Quando il Signore sentì quel rumore di vento intriso di acqua e fango e, poi, l’urlo dell’acqua nera sconvolgere il silenzio della sera, chiese cosa stesse succedendo.
Alcuni angeli trafelati e tutti sudati, con le mani nei capelli e con le vesti sporche di melma, gli risposero che la cupidigia dell’uomo aveva voluto vendere delle cose strane che chiamavano chilowatt, pagandoli con i corpi di uomini e donne, con quelli di tantissimi giovani e addirittura anche di molti bambini, alcuni non ancora nati.
Al Signore, allora, eruppe una lacrima, poi un’altra e, quindi, un’altra ancora dall’angolo dei suoi occhi buoni che iniziarono anche a piegarsi dal dolore. Quelle gocce di sale sciolto gli scavarono, infatti, rapidamente il volto, andando poi tutte ad asciugarsi tra i peli della barba, folta e bianca che gli ricadeva abbondante sul petto.

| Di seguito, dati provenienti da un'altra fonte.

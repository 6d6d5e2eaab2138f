//! Hydration - 初期スナップショットのマージ
//!
//! # 設計原則
//! - the snapshot is partial: every slice is optional and missing slices keep
//!   what the store already holds (field-by-field merge, never a wholesale
//!   replace)
//! - the merge runs in one store write after the fetch resumes; entities the
//!   store already holds came from live notifications and win over the
//!   snapshot's copy
//! - the requested workspace/workflow are client-owned navigation state and
//!   win over whatever the snapshot's settings say
//! - a failed fetch leaves the store as it is; the error never escapes
//!   `hydrate_into`

use serde::{Deserialize, Serialize};
use tracing::{info, warn};

use crate::config::SyncConfig;
use crate::domain::{
    Agent, AgentProfile, Environment, Executor, Task, TaskSession, User, UserSettingsPatch,
    Workflow, WorkflowId, WorkflowStep, Workspace, WorkspaceId,
};
use crate::error::SyncError;
use crate::ports::HttpApi;
use crate::store::{AppState, KanbanView, StoreHandle};

/// Path of the hydration read under `/api/v1`.
pub const STATE_PATH: &str = "state";

#[derive(Debug, Clone, PartialEq, Serialize, Deserialize)]
pub struct KanbanSnapshot {
    pub workflow_id: WorkflowId,
    #[serde(default)]
    pub steps: Vec<WorkflowStep>,
    #[serde(default)]
    pub tasks: Vec<Task>,
}

/// Server-rendered partial state. Absent fields leave the slice untouched.
#[derive(Debug, Clone, Default, PartialEq, Serialize, Deserialize)]
pub struct HydrationSnapshot {
    #[serde(default)]
    pub workspaces: Option<Vec<Workspace>>,
    #[serde(default)]
    pub workflows: Option<Vec<Workflow>>,
    #[serde(default)]
    pub kanban: Option<KanbanSnapshot>,
    #[serde(default)]
    pub sessions: Option<Vec<TaskSession>>,
    #[serde(default)]
    pub agents: Option<Vec<Agent>>,
    #[serde(default)]
    pub agent_profiles: Option<Vec<AgentProfile>>,
    #[serde(default)]
    pub executors: Option<Vec<Executor>>,
    #[serde(default)]
    pub environments: Option<Vec<Environment>>,
    #[serde(default)]
    pub user: Option<User>,
    #[serde(default)]
    pub settings: Option<UserSettingsPatch>,
}

/// Which workspace/workflow the client is opening.
#[derive(Debug, Clone, Default, PartialEq)]
pub struct HydrationScope {
    pub workspace_id: Option<WorkspaceId>,
    pub workflow_id: Option<WorkflowId>,
}

impl HydrationScope {
    fn query(&self) -> Vec<(&'static str, String)> {
        let mut query = Vec::new();
        if let Some(id) = &self.workspace_id {
            query.push(("workspace_id", id.to_string()));
        }
        if let Some(id) = &self.workflow_id {
            query.push(("workflow_id", id.to_string()));
        }
        query
    }
}

/// Append the incoming items `same` finds no match for.
fn insert_missing<T>(items: &mut Vec<T>, incoming: Vec<T>, same: impl Fn(&T, &T) -> bool) {
    for item in incoming {
        if !items.iter().any(|existing| same(existing, &item)) {
            items.push(item);
        }
    }
}

fn merge_kanban(state: &mut AppState, kanban: KanbanSnapshot) {
    let KanbanSnapshot {
        workflow_id,
        steps,
        tasks,
    } = kanban;
    let tasks: Vec<Task> = tasks
        .into_iter()
        .filter(|t| state.find_task(&t.id).is_none())
        .collect();
    match state.view_for_mut(&workflow_id) {
        Some(view) => {
            for step in steps {
                if view.step(&step.id).is_none() {
                    view.upsert_step(step);
                }
            }
            for task in tasks {
                view.upsert_task(task);
            }
        }
        None => {
            let mut view = KanbanView::default();
            view.replace(workflow_id, steps, tasks);
            state.put_view(view);
        }
    }
}

/// Merge `snapshot` into `state`.
pub fn merge_snapshot(
    state: &mut AppState,
    snapshot: HydrationSnapshot,
    scope: &HydrationScope,
) {
    if let Some(workspaces) = snapshot.workspaces {
        insert_missing(&mut state.workspaces, workspaces, |a, b| a.id == b.id);
    }
    if let Some(workflows) = snapshot.workflows {
        insert_missing(&mut state.workflows, workflows, |a, b| a.id == b.id);
    }
    if let Some(sessions) = snapshot.sessions {
        for session in sessions {
            state.sessions.entry(session.id.clone()).or_insert(session);
        }
    }
    if let Some(agents) = snapshot.agents {
        insert_missing(&mut state.agents, agents, |a, b| a.id == b.id);
    }
    if let Some(profiles) = snapshot.agent_profiles {
        insert_missing(&mut state.agent_profiles, profiles, |a, b| a.id == b.id);
    }
    if let Some(executors) = snapshot.executors {
        insert_missing(&mut state.executors, executors, |a, b| a.id == b.id);
    }
    if let Some(environments) = snapshot.environments {
        insert_missing(&mut state.environments, environments, |a, b| a.id == b.id);
    }
    if state.user.is_none() {
        state.user = snapshot.user;
    }

    if state.settings.workspace_id.is_none() {
        state.settings.workspace_id = scope.workspace_id.clone();
    }
    if state.settings.workflow_id.is_none() {
        state.settings.workflow_id = scope.workflow_id.clone();
    }
    if let Some(patch) = snapshot.settings {
        state.settings.merge_snapshot(patch);
    }

    if let Some(workflow_id) = state.settings.workflow_id.clone() {
        state.activate_workflow(&workflow_id);
    }
    if let Some(kanban) = snapshot.kanban {
        if state.kanban.workflow_id.is_none() {
            state.activate_workflow(&kanban.workflow_id);
        }
        merge_kanban(state, kanban);
    }
}

/// Fetch the snapshot, bounded by the hydration timeout.
pub async fn fetch_snapshot(
    http: &dyn HttpApi,
    config: &SyncConfig,
    scope: &HydrationScope,
) -> Result<HydrationSnapshot, SyncError> {
    let timeout = config.hydration_timeout();
    let body = tokio::time::timeout(timeout, http.get_json(STATE_PATH, &scope.query()))
        .await
        .map_err(|_| SyncError::Timeout {
            action: STATE_PATH.to_string(),
            timeout_ms: timeout.as_millis() as u64,
        })??;
    Ok(serde_json::from_value(body)?)
}

/// Fetch the snapshot and merge it into `store`.
///
/// On failure only the scope's navigation is applied. Returns whether the
/// fetch succeeded; the caller refetches later when it did not.
pub async fn hydrate_into(
    store: &StoreHandle,
    http: &dyn HttpApi,
    config: &SyncConfig,
    scope: &HydrationScope,
) -> bool {
    let (snapshot, ok) = match fetch_snapshot(http, config, scope).await {
        Ok(snapshot) => (snapshot, true),
        Err(err) => {
            warn!(error = %err, "hydration failed; keeping current state");
            (HydrationSnapshot::default(), false)
        }
    };
    store.write(|state| {
        merge_snapshot(state, snapshot, scope);
        if ok {
            info!(
                workflows = state.workflows.len(),
                tasks = state.kanban.tasks.len(),
                "hydrated store"
            );
        }
    });
    ok
}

Il Signore prese allora un pezzo di roccia e la ridusse prima in polvere fine, mescolandola alla luna e al cielo, quindi la amalgamò a delle lacrime ancora, perché quel impasto potesse diventare, alla fine, speranza.
Avvicinò al petto quei sottili granì opalescenti e strofinò, uno ad uno, centinaia di quei frammenti al suo cuore. Quindi, li sparse con una inusitata calma sopra Longarone, Codissago, Castellavazzo, Erto e Casso, pronunciando ad uno ad uno i nomi di quegli innocenti dissolti ormai nell’aria assieme a quei corpi.
Pianse ancora, pensando a quegli uomini che avevano anteposto il profitto alla vita.
Dopo un momento di riflessione ancora, diede fuoco al sole e chiamò l’alba perché la luce potesse ridare vita a quelle comunità piegate dal dolore, che avrebbero saputo però rialzarsi, ma mai offrire perdono. Perdono che neppure lui, misericordioso e buono, seppe mai dare, con quei solchi eterni delle lacrime presenti ancora sul suo viso, memoria viva per il futuro.
Ogni anno, il 9 di ottobre, il Signore trova nelle ampie tasche della sua tunica turchese alcuni di quei grani e, allora, li getta nell’infinito giorno perché siano memoria eterna.